## Data listing
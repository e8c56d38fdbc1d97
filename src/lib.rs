//! # agentcore-rt
//!
//! An event-driven core runtime for streaming LLM agents: a long-lived loop
//! that coordinates a provider (streaming LLM backend), a parser pipeline
//! that extracts structured tool invocations from streaming text, a
//! tool-execution subsystem with user approval and cooperative cancellation,
//! a conversation memory with token-budgeted pruning plus pluggable context
//! summarization, and a self-healing error recovery mechanism with a
//! circuit breaker.
//!
//! ## Architecture
//!
//! - **agent**: the event loop (`Agent`/`AgentBuilder`) that owns memory,
//!   the tool/approval/command registries, and the channel bundle.
//! - **channels**: the channel bundle connecting the agent to its executor,
//!   plus the cooperative cancellation primitive (`Scope`).
//! - **types**: messages, streamed content chunks, and the tool-call
//!   argument tree.
//! - **event**: the parser-level (`ParsedSegment`) and agent-level
//!   (`AgentEvent`) event types, plus the `Input` envelope.
//! - **parser**: the two-stage streaming parser (thinking/message split,
//!   then tool-call extraction) and the XML tool-call body parser.
//! - **memory**: conversation history with recency-based token pruning.
//! - **context**: the pluggable context-summarization strategy chain.
//! - **tools**: the tool registry and `Tool` trait.
//! - **command**: the built-in `execute_command` tool and its streaming
//!   cancellation-aware execution.
//! - **approval**: the tool-approval request/response protocol.
//! - **workspace**: the workspace-root containment guard.
//! - **recovery**: ephemeral error recovery messages and the circuit
//!   breaker's ring buffer.
//! - **provider**: the `ProviderAdapter` trait and an illustrative
//!   HTTP/SSE-backed implementation for local OpenAI-compatible servers.
//! - **retry**: exponential backoff with jitter, used by the provider
//!   adapter and available to callers with similar needs.
//! - **config**: `AgentConfig`/`AgentConfigBuilder` and provider helpers.
//! - **error**: the crate's error taxonomy.
//!
//! ## Example
//!
//! ```rust,no_run
//! use std::sync::Arc;
//! use agentcore_rt::{AgentBuilder, AgentConfig, HttpProvider, Input};
//!
//! #[tokio::main]
//! async fn main() -> Result<(), Box<dyn std::error::Error>> {
//!     let config = AgentConfig::builder()
//!         .base_url("http://localhost:1234/v1")
//!         .model("qwen2.5-32b-instruct")
//!         .workspace_root(std::env::current_dir()?)
//!         .build()?;
//!
//!     let provider = Arc::new(HttpProvider::new(&config.base_url, &config.model));
//!     let mut executor = AgentBuilder::new(config, provider).spawn()?;
//!
//!     executor.input.send(Input::UserInput("list the files here".into())).await?;
//!     while let Some(event) = executor.event.recv().await {
//!         println!("{event:?}");
//!     }
//!
//!     Ok(())
//! }
//! ```

// ============================================================================
// MODULE DECLARATIONS
// ============================================================================

mod agent;
mod approval;
mod channels;
mod command;
mod config;
mod context;
mod error;
mod event;
mod memory;
mod parser;
mod provider;
mod recovery;
mod retry;
mod tools;
mod types;
mod workspace;

// ============================================================================
// PUBLIC EXPORTS
// ============================================================================

pub use agent::{AgentBuilder};

pub use channels::{channel_pair, AgentChannels, CancelRequest, ExecutorHandle, Scope};

pub use approval::{ApprovalManager, CommandPattern, PatternKind};

pub use command::{CommandRegistry, ExecuteCommandTool};

pub use config::{
    get_base_url, get_model, AgentConfig, AgentConfigBuilder, Provider, DEFAULT_APPROVAL_TIMEOUT,
    DEFAULT_COMMAND_TIMEOUT, DEFAULT_CONTEXT_TOKEN_BUDGET,
};

pub use context::{ContextManager, SummarizationStrategy, ToolCallSummarizer};

pub use error::{Error, ErrorKind, Result};

pub use event::{AgentEvent, ApprovalResponse, Input, OutputStream, ParsedSegment};

pub use memory::{estimate_tokens, Memory};

pub use parser::{parse_tool_call, FlushResult, Parsers};

pub use provider::{ChunkStream, HttpProvider, ProviderAdapter};

pub use recovery::{render_recovery_message, ErrorRingBuffer};

pub use retry::{retry_with_backoff, RetryPolicy};

pub use tools::{Tool, ToolContext, ToolRegistry, DEFAULT_LOOP_BREAKING_TOOLS};

pub use types::{
    ArgNode, ChunkKind, ContentChunk, Message, Role, Scalar, ToolCall, ToolMetadata, Usage,
};

pub use workspace::WorkspaceGuard;

// ============================================================================
// CONVENIENCE PRELUDE
// ============================================================================

/// The most commonly used types for typical usage:
/// `use agentcore_rt::prelude::*;`.
pub mod prelude {
    pub use crate::{
        AgentBuilder, AgentConfig, AgentEvent, ApprovalResponse, ContentChunk, Error, Input,
        Memory, Message, ProviderAdapter, Result, Role, Tool, ToolContext, ToolRegistry,
    };
}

## What you will do
Starting with the first line of the data above, copy each line exactly until you reach the line with "event types, plus"; include that line as well.

## Exercise output
repository e8c56d38fdbc1d97
filename src/lib.rs
//! # agentcore-rt
//!
//! An event-driven core runtime for streaming LLM agents: a long-lived loop
//! that coordinates a provider (streaming LLM backend), a parser pipeline
//! that extracts structured tool invocations from streaming text, a
//! tool-execution subsystem with user approval and cooperative cancellation,
//! a conversation memory with token-budgeted pruning plus pluggable context
//! summarization, and a self-healing error recovery mechanism with a
//! circuit breaker.
//!
//! ## Architecture
//!
//! - **agent**: the event loop (`Agent`/`AgentBuilder`) that owns memory,
//!   the tool/approval/command registries, and the channel bundle.
//! - **channels**: the channel bundle connecting the agent to its executor,
//!   plus the cooperative cancellation primitive (`Scope`).
//! - **types**: messages, streamed content chunks, and the tool-call
//!   argument tree.
//! - **event**: the parser-level (`ParsedSegment`) and agent-level
//!   (`AgentEvent`) event types, plus the `Input` envelope.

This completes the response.